La ragione è semplice. Dal momento che tutto il debito accumulato è denominato in euro, la differenza la fa quale Paese lascia l’euro. Se la Germania dovesse abbandonare, l’euro si deprezzerebbe. I Paesi debitori riguadagnerebbero competitività. Il loro debito diminuirebbe in termini reali e, se emettessero eurobond, la minaccia di default svanirebbe. Il debito diverrebbe improvvisamente sostenibile. Allo stesso tempo, gran parte del peso dell’aggiustamento ricadrebbe sui Paesi che hanno lasciato l’euro. Le loro esportazioni diverrebbero meno competitive e incontrerebbero una pesante concorrenza dall’area euro nei loro mercati nazionali. Inoltre subirebbero perdite sui loro titoli e investimenti denominati in euro.

Se invece fosse l’Italia ad abbandonare l’Eurozona, il suo debito denominato in euro diverrebbe insostenibile e andrebbe ristrutturato, gettando il sistema finanziario globale nel caos. Quindi se qualcuno deve lasciare, dovrebbe essere la Germania e non l’Italia. Occorre che la Germania scelga definitivamente se accettare gli eurobond o lasciare l’euro, ma è meno ovvio quale delle due alternative sarebbe meglio per il Paese. Solo l’elettorato tedesco può decidere.
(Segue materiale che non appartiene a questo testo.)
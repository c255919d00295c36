//! OAuth 2.0 HTTP client
//!
//! Talks to the authorization server's token and userinfo endpoints:
//! - Authorization URL building (PKCE + state)
//! - Authorization code exchange
//! - Token refresh
//! - Userinfo fetch
//!
//! Every call is a single attempt. Failures are classified here, once, into
//! [`OAuthClientError`].

use async_trait::async_trait;
use reqwest::{Client, Response};
use thiserror::Error;
use tracing::{debug, warn};

use super::pkce::PkceChallenge;
use super::traits::OAuthClientTrait;
use super::types::{OAuthConfig, OAuthError, TokenResponse, TokenSet, UserInfoClaims, UserProfile};

/// Error type for OAuth client operations
///
/// `Clone` so one outcome can be handed to every caller sharing an in-flight
/// refresh.
#[derive(Debug, Clone, Error)]
pub enum OAuthClientError {
    /// Connection, TLS or protocol failure before a response arrived
    #[error("HTTP request failed: {0}")]
    Transport(String),

    /// The configured request timeout elapsed
    #[error("HTTP request timed out")]
    Timeout,

    /// The server answered with an RFC 6749 error body
    #[error("OAuth error: {0}")]
    OAuth(OAuthError),

    /// Non-success status without a parsable error body
    #[error("Unexpected HTTP status {0}")]
    Status(u16),

    #[error("Parse error: {0}")]
    Parse(String),

    #[error("No refresh token available")]
    NoRefreshToken,

    #[error("Configuration error: {0}")]
    Config(String),
}

impl From<reqwest::Error> for OAuthClientError {
    fn from(err: reqwest::Error) -> Self {
        if err.is_timeout() {
            Self::Timeout
        } else {
            Self::Transport(err.to_string())
        }
    }
}

/// OAuth 2.0 public client (RFC 6749 + RFC 7636)
#[derive(Debug, Clone)]
pub struct OAuthClient {
    config: OAuthConfig,
    client: Client,
}

impl OAuthClient {
    /// Create a client whose requests time out after
    /// `config.request_timeout`.
    ///
    /// # Errors
    /// Returns [`OAuthClientError::Config`] if the HTTP client cannot be
    /// built (TLS backend initialisation).
    pub fn new(config: OAuthConfig) -> Result<Self, OAuthClientError> {
        let client = Client::builder()
            .timeout(config.request_timeout)
            .build()
            .map_err(|e| OAuthClientError::Config(format!("failed to build HTTP client: {e}")))?;

        Ok(Self { config, client })
    }

    /// Build the browser URL for one authorization attempt
    ///
    /// ```
    /// use authkeep_common::auth::{OAuthClient, OAuthConfig, PkceChallenge};
    ///
    /// let config = OAuthConfig::new(
    ///     "client",
    ///     "https://auth.example.com/authorize",
    ///     "https://auth.example.com/oauth/token",
    ///     "https://auth.example.com/userinfo",
    ///     "http://127.0.0.1:8765/callback",
    /// );
    /// let client = OAuthClient::new(config).unwrap();
    /// let pkce = PkceChallenge::generate().unwrap();
    /// let url = client.authorization_url(&pkce);
    /// assert!(url.contains("code_challenge_method=S256"));
    /// ```
    #[must_use]
    pub fn authorization_url(&self, challenge: &PkceChallenge) -> String {
        let mut params: Vec<(&str, &str)> = vec![
            ("response_type", "code"),
            ("client_id", &self.config.client_id),
            ("redirect_uri", &self.config.redirect_uri),
            ("state", &challenge.state),
            ("code_challenge", &challenge.code_challenge),
            ("code_challenge_method", challenge.challenge_method()),
        ];
        let scope = self.config.scope_string();
        if !scope.is_empty() {
            params.push(("scope", &scope));
        }
        params.extend(
            self.config.extra_authorize_params.iter().map(|(k, v)| (k.as_str(), v.as_str())),
        );

        let query_string = params
            .iter()
            .map(|(k, v)| format!("{}={}", urlencoding::encode(k), urlencoding::encode(v)))
            .collect::<Vec<_>>()
            .join("&");

        let separator = if self.config.authorization_endpoint.contains('?') { '&' } else { '?' };
        format!("{}{separator}{query_string}", self.config.authorization_endpoint)
    }

    /// Exchange an authorization code for tokens
    ///
    /// # Errors
    /// - [`OAuthClientError::OAuth`] / [`OAuthClientError::Status`] for a
    ///   non-success response
    /// - [`OAuthClientError::Transport`] / [`OAuthClientError::Timeout`] if
    ///   the server could not be reached
    /// - [`OAuthClientError::Parse`] if the success body is malformed
    pub async fn exchange_code_for_tokens(
        &self,
        code: &str,
        code_verifier: &str,
    ) -> Result<TokenSet, OAuthClientError> {
        let params = [
            ("grant_type", "authorization_code"),
            ("client_id", self.config.client_id.as_str()),
            ("code", code),
            ("code_verifier", code_verifier),
            ("redirect_uri", self.config.redirect_uri.as_str()),
        ];

        debug!(endpoint = %self.config.token_endpoint, "Exchanging authorization code");
        let response = self.client.post(&self.config.token_endpoint).form(&params).send().await?;
        let token_response: TokenResponse = parse_success(response).await?;

        debug!(
            has_refresh_token = token_response.refresh_token.is_some(),
            expires_in = token_response.expires_in,
            "Authorization code exchanged"
        );
        Ok(token_response.into())
    }

    /// Obtain a new access token with a refresh token
    ///
    /// When the server does not rotate the refresh token, `refresh_token` is
    /// carried forward into the returned set.
    ///
    /// # Errors
    /// [`OAuthClientError::NoRefreshToken`] for an empty token (no request is
    /// made), otherwise as for
    /// [`exchange_code_for_tokens`](Self::exchange_code_for_tokens).
    pub async fn refresh_access_token(
        &self,
        refresh_token: &str,
    ) -> Result<TokenSet, OAuthClientError> {
        if refresh_token.is_empty() {
            return Err(OAuthClientError::NoRefreshToken);
        }

        let params = [
            ("grant_type", "refresh_token"),
            ("client_id", self.config.client_id.as_str()),
            ("refresh_token", refresh_token),
        ];

        debug!(endpoint = %self.config.token_endpoint, "Refreshing access token");
        let response = self.client.post(&self.config.token_endpoint).form(&params).send().await?;
        let token_response: TokenResponse = parse_success(response).await?;

        let rotated = token_response.refresh_token.is_some();
        let mut tokens = TokenSet::from(token_response);
        if !rotated {
            tokens.refresh_token = Some(refresh_token.to_string());
        }

        debug!(rotated, expires_in = tokens.expires_in, "Access token refreshed");
        Ok(tokens)
    }

    /// Fetch the signed-in user's profile
    ///
    /// # Errors
    /// As for [`exchange_code_for_tokens`](Self::exchange_code_for_tokens).
    pub async fn fetch_user_info(&self, access_token: &str) -> Result<UserProfile, OAuthClientError> {
        debug!(endpoint = %self.config.userinfo_endpoint, "Fetching user info");
        let response =
            self.client.get(&self.config.userinfo_endpoint).bearer_auth(access_token).send().await?;
        let claims: UserInfoClaims = parse_success(response).await?;

        Ok(claims.into())
    }

    #[must_use]
    pub fn redirect_uri(&self) -> &str {
        &self.config.redirect_uri
    }

    #[must_use]
    pub const fn config(&self) -> &OAuthConfig {
        &self.config
    }
}

/// Decode a success body, or classify a failure response.
async fn parse_success<T: serde::de::DeserializeOwned>(
    response: Response,
) -> Result<T, OAuthClientError> {
    let status = response.status();
    if status.is_success() {
        return response.json::<T>().await.map_err(|e| {
            if e.is_timeout() {
                OAuthClientError::Timeout
            } else {
                OAuthClientError::Parse(e.to_string())
            }
        });
    }

    let body = response.text().await.unwrap_or_default();
    match serde_json::from_str::<OAuthError>(&body) {
        Ok(error) => {
            warn!(status = status.as_u16(), error = %error.error, "Authorization server rejected request");
            Err(OAuthClientError::OAuth(error))
        }
        Err(_) => {
            warn!(status = status.as_u16(), "Authorization server returned an error status");
            Err(OAuthClientError::Status(status.as_u16()))
        }
    }
}

#[async_trait]
impl OAuthClientTrait for OAuthClient {
    fn authorization_url(&self, challenge: &PkceChallenge) -> String {
        self.authorization_url(challenge)
    }

    async fn exchange_code_for_tokens(
        &self,
        code: &str,
        code_verifier: &str,
    ) -> Result<TokenSet, OAuthClientError> {
        self.exchange_code_for_tokens(code, code_verifier).await
    }

    async fn refresh_access_token(
        &self,
        refresh_token: &str,
    ) -> Result<TokenSet, OAuthClientError> {
        self.refresh_access_token(refresh_token).await
    }

    async fn fetch_user_info(&self, access_token: &str) -> Result<UserProfile, OAuthClientError> {
        self.fetch_user_info(access_token).await
    }
}

#[cfg(test)]
mod tests {
    //! Unit tests for auth::client. HTTP round-trips live in
    //! `tests/auth_integration.rs`.
    use super::*;

    fn create_test_config() -> OAuthConfig {
        OAuthConfig::new(
            "test_client_id",
            "https://auth.example.com/authorize",
            "https://auth.example.com/oauth/token",
            "https://auth.example.com/userinfo",
            "http://127.0.0.1:8765/callback",
        )
        .with_scopes(vec!["openid".to_string(), "profile".to_string()])
        .with_authorize_param("audience", "https://api.example.com")
    }

    /// Validates `OAuthClient::authorization_url` query construction.
    ///
    /// Assertions:
    /// - URL starts with the authorization endpoint.
    /// - Carries response type, client id, encoded redirect URI, scope,
    ///   state, challenge and method.
    /// - Extra parameters are appended and URL-encoded.
    #[test]
    fn test_authorization_url() {
        let client = OAuthClient::new(create_test_config()).expect("client");
        let pkce = PkceChallenge::generate().expect("pkce");

        let url = client.authorization_url(&pkce);

        assert!(url.starts_with("https://auth.example.com/authorize?"));
        assert!(url.contains("response_type=code"));
        assert!(url.contains("client_id=test_client_id"));
        assert!(url.contains("redirect_uri=http%3A%2F%2F127.0.0.1%3A8765%2Fcallback"));
        assert!(url.contains("scope=openid%20profile"));
        assert!(url.contains(&format!("state={}", pkce.state)));
        assert!(url.contains(&format!("code_challenge={}", pkce.code_challenge)));
        assert!(url.contains("code_challenge_method=S256"));
        assert!(url.contains("audience=https%3A%2F%2Fapi.example.com"));
        assert!(!url.contains(&pkce.code_verifier));
    }

    /// Validates that an endpoint with its own query string is extended with
    /// `&`.
    #[test]
    fn test_authorization_url_with_existing_query() {
        let mut config = create_test_config();
        config.authorization_endpoint = "https://auth.example.com/authorize?tenant=acme".into();
        let client = OAuthClient::new(config).expect("client");
        let pkce = PkceChallenge::generate().expect("pkce");

        let url = client.authorization_url(&pkce);

        assert!(url.starts_with("https://auth.example.com/authorize?tenant=acme&response_type=code"));
    }

    /// Validates the empty refresh token short-circuit.
    ///
    /// Assertions:
    /// - Returns `NoRefreshToken` without touching the (unreachable) server.
    #[tokio::test]
    async fn test_refresh_with_empty_token() {
        let client = OAuthClient::new(create_test_config()).expect("client");

        let result = client.refresh_access_token("").await;
        assert!(matches!(result, Err(OAuthClientError::NoRefreshToken)));
    }

    #[test]
    fn test_oauth_client_config_access() {
        let client = OAuthClient::new(create_test_config()).expect("client");

        assert_eq!(client.config().client_id, "test_client_id");
        assert_eq!(client.redirect_uri(), "http://127.0.0.1:8765/callback");
    }
}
Se fosse indetto oggi un referendum, i sostenitori di un’uscita dall’Eurozona vincerebbero a mani basse. Invece una più approfondita valutazione potrebbe cambiare l’opinione pubblica. Si scoprirebbe che il prezzo da pagare se la Germania accettasse gli eurobond è stato ingigantito e il prezzo dell’uscita dall’euro è stato fatto apparire piccolo. Il problema è che la Germania non è stata indotta a scegliere. Dunque può continuare a fare non più del minimo indispensabile per preservare l’euro: è chiaramente la scelta preferita della Merkel, almeno fino alla fine delle prossime elezioni. Intanto la situazione sta peggiorando e alla lunga diventerà insostenibile. Una disintegrazione caotica lascerebbe l’Europa in condizioni peggiori rispetto all’epoca di avvio dell’ambizioso esperimento dell’unificazione. Non è certo questo l’interesse della Germania.